There can be too much of a good thing, even when it comes to India-Pakistan games. By Suresh Menon

Frequency breeds boredom. India and Pakistan are playing each other so often these days that some of the magic is beginning to go out of the rivalry. England don't play Australia every year in a Test series - Asians are fond of calling the Pakistan-India encounters the Ashes of Asia - but we think nothing of subjecting our players, fans and viewers to the same kind of pre-match bravado (usually led by Shoaib Akhtar's vision of what he is going to do to the leading Indian batsmen), media analyses and post-match consolations ("It wasn't India or Pakistan who won; cricket won"). A sameness is creeping upon the meetings, a predictability, a sense of déjà vu. But who will take the first steps towards a rationalisation that will see four- or six-year cycles?
Nine months after India lost a Test match to Pakistan in Bangalore, they begin another series, this time in Pakistan. Sandwiched between home series against Sri Lanka and England, that tour is probably being seen as a money-spinner by the respective boards, but the golden goose just might end up committing suicide. There is only so much the public can take of this sibling rivalry with its political overtones and cute stories of fans crossing the border to meet relatives. One of the untold stories of the last tour was of the number of "accredited" Pakistani journalists who didn't turn up in the press boxes, preferring instead to go shopping or watch Salman Khan movies.

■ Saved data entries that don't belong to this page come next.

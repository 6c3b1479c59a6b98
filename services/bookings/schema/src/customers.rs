use sea_orm::entity::prelude::*;

/// Customer known on the messaging channel.
#[derive(Clone, Debug, PartialEq, Eq, DeriveEntityModel)]
#[sea_orm(table_name = "customers")]
pub struct Model {
    #[sea_orm(primary_key, auto_increment = false)]
    pub channel_id: i64,
    #[sea_orm(unique)]
    pub phone: Option<String>,
    pub created_at: chrono::DateTime<chrono::Utc>,
}

#[derive(Copy, Clone, Debug, EnumIter, DeriveRelation)]
pub enum Relation {
    #[sea_orm(has_many = "super::bookings::Entity")]
    Bookings,
    #[sea_orm(has_many = "super::notification_log::Entity")]
    NotificationLog,
}

impl Related<super::bookings::Entity> for Entity {
    fn to() -> RelationDef {
        Relation::Bookings.def()
    }
}

impl Related<super::notification_log::Entity> for Entity {
    fn to() -> RelationDef {
        Relation::NotificationLog.def()
    }
}

impl ActiveModelBehavior for ActiveModel {}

Pakistan Cricket Board chairman Shaharyar Khan thinks we are overdoing it. He said in Mumbai recently: "There's been too much of bilateral contests between the two of us and I don't want the enthusiasm to wane in a contest which is tougher than the Ashes series. We met each other on 14 occasions last year and are to meet at least 11 times this season, which means one match every month."
If no Indian official has endorsed that, it is because of the old mindset which places an India-Pakistan series above all else in his small world. It took the players to make known their unhappiness over a tight schedule to get the board to grant them a few days grace. There is too much cricket anyway, and too much India-Pakistan cricket.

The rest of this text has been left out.